**What is needed**
Search the data below for the word "triangle" and copy each line that holds it.

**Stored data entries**
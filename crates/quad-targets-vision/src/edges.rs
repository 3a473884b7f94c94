use image::GrayImage;
use quad_targets_core::GrayImageView;

#[cfg(feature = "tracing")]
use tracing::instrument;

/// Binary edge raster: 255 on edges, 0 elsewhere.
pub type EdgeMap = GrayImage;

#[derive(thiserror::Error, Debug, PartialEq, Eq)]
pub enum VisionError {
    #[error("invalid grayscale buffer (expected {expected} bytes, got {got})")]
    InvalidBuffer { expected: usize, got: usize },
}

/// Canny edge detection with hysteresis thresholds `low` / `high`.
#[cfg_attr(
    feature = "tracing",
    instrument(level = "debug", skip(gray), fields(width = gray.width, height = gray.height))
)]
pub fn canny_edges(gray: &GrayImageView<'_>, low: f32, high: f32) -> Result<EdgeMap, VisionError> {
    let expected = gray.width * gray.height;
    if gray.data.len() != expected {
        return Err(VisionError::InvalidBuffer {
            expected,
            got: gray.data.len(),
        });
    }
    let (w, h) = (gray.width as u32, gray.height as u32);
    if w == 0 || h == 0 {
        return Ok(GrayImage::new(w, h));
    }
    let img = GrayImage::from_raw(w, h, gray.data.to_vec()).ok_or(VisionError::InvalidBuffer {
        expected,
        got: gray.data.len(),
    })?;
    let (low, high) = if low <= high { (low, high) } else { (high, low) };
    Ok(imageproc::edges::canny(&img, low, high))
}
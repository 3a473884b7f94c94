//! High-level facade crate for the `quad-targets-*` workspace.
//!
//! This crate provides:
//! - re-exports of the geometry, vision, detector and pose crates
//! - JSON configuration and report types
//! - (feature-gated) helpers that load an image from disk, run detection,
//!   attach poses and draw a debug overlay
//!
//! ## Quickstart
//!
//! ```no_run
//! use quad_targets::detect;
//! use quad_targets::io::QuadTargetsConfig;
//!
//! # fn main() -> Result<(), Box<dyn std::error::Error>> {
//! let img = detect::load_color_image("frame.png")?;
//! let cfg = QuadTargetsConfig::default();
//! let observed = detect::detect_and_observe(&img, &cfg)?;
//! for t in &observed.targets {
//!     println!("score {:.1}, pose {:?}", t.target.score, t.pose);
//! }
//! # Ok(())
//! # }
//! ```
//!
//! ## API map
//! - `quad_targets::core`: quads, polygons, image views, masks, intrinsics.
//! - `quad_targets::vision`: edges, contour forest, polygon approximation.
//! - `quad_targets::detector`: pairing, scoring, dominance, area filter.
//! - `quad_targets::pose`: planar pose from the outer quad.
//! - `quad_targets::detect` (feature `image`): end-to-end helpers on `image::RgbImage`.
//! - `quad_targets::render` (feature `image`): debug overlay drawing.

pub use quad_targets_core as core;
pub use quad_targets_detector as detector;
pub use quad_targets_pose as pose;
pub use quad_targets_vision as vision;

pub use quad_targets_core::{CameraIntrinsics, Quad, RgbImageView};
pub use quad_targets_detector::{
    DetectionResult, DetectionStats, DetectorParams, QuadDetectError, QuadTarget,
    QuadTargetDetector,
};
pub use quad_targets_pose::{PoseError, PoseEstimator, TargetGeometry, TargetPose};

pub mod io;
mod observe;

pub use observe::{observe_targets, ObservedDetection, TargetObservation};

#[cfg(feature = "image")]
pub mod detect;

#[cfg(feature = "image")]
pub mod render;
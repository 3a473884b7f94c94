//! Ring rasterization and color scoring.

use crate::result::TargetCandidate;
use quad_targets_core::{Mask, Quad, RgbImageView};
use quad_targets_vision::{fill_polygon, ContourId};

/// Why a matched pair did not become a candidate.
#[derive(Clone, Copy, Debug, PartialEq, Eq)]
pub enum CandidateRejection {
    DegenerateOuter,
    InnerNotContained,
}

/// Euclidean norm of the per-channel mean color of `image` over `mask`.
///
/// Returns 0 for an empty mask. Channels are treated symmetrically, so the
/// result does not depend on RGB vs BGR order. Pixels outside `image` are
/// ignored.
pub fn score_ring(image: &RgbImageView<'_>, mask: &Mask) -> f64 {
    let mut sum = [0u64; 3];
    let mut n = 0u64;
    for (x, y) in mask.iter_set() {
        if x >= image.width || y >= image.height {
            continue;
        }
        let px = image.pixel(x, y);
        for (s, v) in sum.iter_mut().zip(px) {
            *s += v as u64;
        }
        n += 1;
    }
    if n == 0 {
        return 0.0;
    }
    sum.iter()
        .map(|&s| {
            let mean = s as f64 / n as f64;
            mean * mean
        })
        .sum::<f64>()
        .sqrt()
}

/// Rasterize the ring between `outer` and `inner` on an image-sized grid.
pub fn ring_mask(width: usize, height: usize, outer: &Quad, inner: &Quad) -> Mask {
    let outer_mask = fill_polygon(width, height, &outer.corners);
    let inner_mask = fill_polygon(width, height, &inner.corners);
    // both masks share the image dimensions
    Mask::ring(&outer_mask, &inner_mask).unwrap_or_else(|| Mask::new(width, height))
}

/// Validate a pair, rasterize its ring and score it against `image`.
pub fn build_candidate(
    image: &RgbImageView<'_>,
    outer_contour: ContourId,
    inner_contour: ContourId,
    outer: Quad,
    inner: Quad,
) -> Result<TargetCandidate, CandidateRejection> {
    if outer.is_degenerate() {
        return Err(CandidateRejection::DegenerateOuter);
    }
    if !outer.contains(&inner) {
        return Err(CandidateRejection::InnerNotContained);
    }
    let ring = ring_mask(image.width, image.height, &outer, &inner);
    let score = score_ring(image, &ring);
    Ok(TargetCandidate {
        outer_contour,
        inner_contour,
        outer,
        inner,
        ring,
        score,
    })
}
use quad_targets_core::{Mask, Quad};
use quad_targets_vision::ContourId;
use serde::{Deserialize, Serialize};

/// A matched outer/inner quad pair with its rasterized ring and score.
///
/// Candidates live only inside a detection pass; the ring mask is dropped
/// once the pass has resolved overlaps.
#[derive(Clone, Debug)]
pub struct TargetCandidate {
    pub outer_contour: ContourId,
    pub inner_contour: ContourId,
    pub outer: Quad,
    pub inner: Quad,
    /// Pixels inside `outer` and not inside `inner`.
    pub ring: Mask,
    /// Euclidean norm of the per-channel mean color over `ring`.
    pub score: f64,
}

impl TargetCandidate {
    /// `area(outer) - area(inner)` from the polygon vertices.
    pub fn ring_area(&self) -> f64 {
        self.outer.area() - self.inner.area()
    }
}

/// One accepted nested-quad target.
#[derive(Clone, Debug, PartialEq, Serialize, Deserialize)]
pub struct QuadTarget {
    pub outer_contour: ContourId,
    pub inner_contour: ContourId,
    pub outer: Quad,
    pub inner: Quad,
    pub score: f64,
    pub ring_area: f64,
}

impl From<TargetCandidate> for QuadTarget {
    fn from(c: TargetCandidate) -> Self {
        let ring_area = c.ring_area();
        Self {
            outer_contour: c.outer_contour,
            inner_contour: c.inner_contour,
            outer: c.outer,
            inner: c.inner,
            score: c.score,
            ring_area,
        }
    }
}

/// Per-stage counters of one detection pass.
#[derive(Clone, Copy, Debug, Default, PartialEq, Eq, Serialize, Deserialize)]
pub struct DetectionStats {
    /// Edge loops traced (outer borders only).
    pub contours: usize,
    /// Contours whose simplified polygon has exactly four vertices.
    pub quads: usize,
    pub pairs: usize,
    /// Pairs discarded before scoring (zero-area outer, inner not contained).
    pub degenerate: usize,
    pub candidates: usize,
    /// Candidates that lost an overlap comparison.
    pub suppressed: usize,
    /// Dominant candidates below the ring area threshold.
    pub too_small: usize,
    pub targets: usize,
}

#[derive(Clone, Debug, Default, PartialEq, Serialize, Deserialize)]
pub struct DetectionResult {
    pub targets: Vec<QuadTarget>,
    pub stats: DetectionStats,
}
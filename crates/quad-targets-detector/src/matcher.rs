//! Outer/inner quad pairing over the contour hierarchy.

use quad_targets_core::Polygon;
use quad_targets_vision::{ContourForest, ContourId};
use serde::{Deserialize, Serialize};

#[cfg(feature = "tracing")]
use tracing::instrument;

/// A 4-vertex contour and the first 4-vertex contour in its child chain.
#[derive(Clone, Copy, Debug, PartialEq, Eq, Serialize, Deserialize)]
pub struct QuadPair {
    pub outer: ContourId,
    pub inner: ContourId,
}

fn is_quad(polygons: &[Polygon], id: ContourId) -> bool {
    polygons.get(id.index()).is_some_and(|p| p.len() == 4)
}

/// Pair every quad with the first quad among its immediate children.
///
/// Children with any other vertex count are skipped, grandchildren are never
/// considered, and a quad without a quad child produces nothing. `polygons`
/// must be indexed like `forest`.
#[cfg_attr(
    feature = "tracing",
    instrument(level = "debug", skip(forest, polygons), fields(contours = forest.len()))
)]
pub fn match_quad_pairs(forest: &ContourForest, polygons: &[Polygon]) -> Vec<QuadPair> {
    forest
        .ids()
        .filter(|&outer| is_quad(polygons, outer))
        .filter_map(|outer| {
            forest
                .children(outer)
                .find(|&child| is_quad(polygons, child))
                .map(|inner| QuadPair { outer, inner })
        })
        .collect()
}

#[cfg(test)]
mod tests {
    use super::*;
    use nalgebra::Point2;
    use quad_targets_vision::{Contour, HierarchyNode};

    fn poly(n: usize) -> Polygon {
        (0..n as i32).map(|i| Point2::new(i, i * i)).collect()
    }

    fn contours(n: usize) -> Vec<Contour> {
        vec![
            Contour {
                points: Vec::new(),
                is_hole: false,
            };
            n
        ]
    }

    #[test]
    fn skips_non_quad_children_and_takes_first_quad() {
        // 0 -> {1 (triangle), 2 (quad), 3 (quad)}
        let forest =
            ContourForest::from_parents(contours(4), &[None, Some(0), Some(0), Some(0)]).unwrap();
        let polys = vec![poly(4), poly(3), poly(4), poly(4)];
        assert_eq!(
            match_quad_pairs(&forest, &polys),
            vec![QuadPair {
                outer: ContourId(0),
                inner: ContourId(2)
            }]
        );
    }

    #[test]
    fn does_not_descend_into_grandchildren() {
        // 0 -> 1 (pentagon) -> 2 (quad)
        let forest =
            ContourForest::from_parents(contours(3), &[None, Some(0), Some(1)]).unwrap();
        let polys = vec![poly(4), poly(5), poly(4)];
        assert!(match_quad_pairs(&forest, &polys).is_empty());
    }

    #[test]
    fn non_quad_outer_yields_nothing() {
        let forest = ContourForest::from_parents(contours(2), &[None, Some(0)]).unwrap();
        let polys = vec![poly(6), poly(4)];
        assert!(match_quad_pairs(&forest, &polys).is_empty());
    }

    #[test]
    fn contour_zero_is_a_valid_inner() {
        // node 2 is the parent; its chain is 1 (triangle) -> 0 (quad)
        let rows = [[-1, 1, -1, 2], [0, -1, -1, 2], [-1, -1, 1, -1]];
        let nodes = rows.iter().map(|&r| HierarchyNode::from_raw(r)).collect();
        let forest = ContourForest::from_nodes(contours(3), nodes).unwrap();
        let polys = vec![poly(4), poly(3), poly(4)];
        assert_eq!(
            match_quad_pairs(&forest, &polys),
            vec![QuadPair {
                outer: ContourId(2),
                inner: ContourId(0)
            }]
        );
    }

    #[test]
    fn each_level_pairs_independently() {
        // 0 -> 1 -> 2, all quads: (0,1) and (1,2)
        let forest =
            ContourForest::from_parents(contours(3), &[None, Some(0), Some(1)]).unwrap();
        let polys = vec![poly(4), poly(4), poly(4)];
        let pairs = match_quad_pairs(&forest, &polys);
        assert_eq!(pairs.len(), 2);
        assert_eq!(pairs[1].outer, ContourId(1));
        assert_eq!(pairs[1].inner, ContourId(2));
    }
}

**Exercise solution**
        // 0 -> {1 (triangle), 2 (quad), 3 (quad)}
        // node 2 is the parent; its chain is 1 (triangle) -> 0 (quad)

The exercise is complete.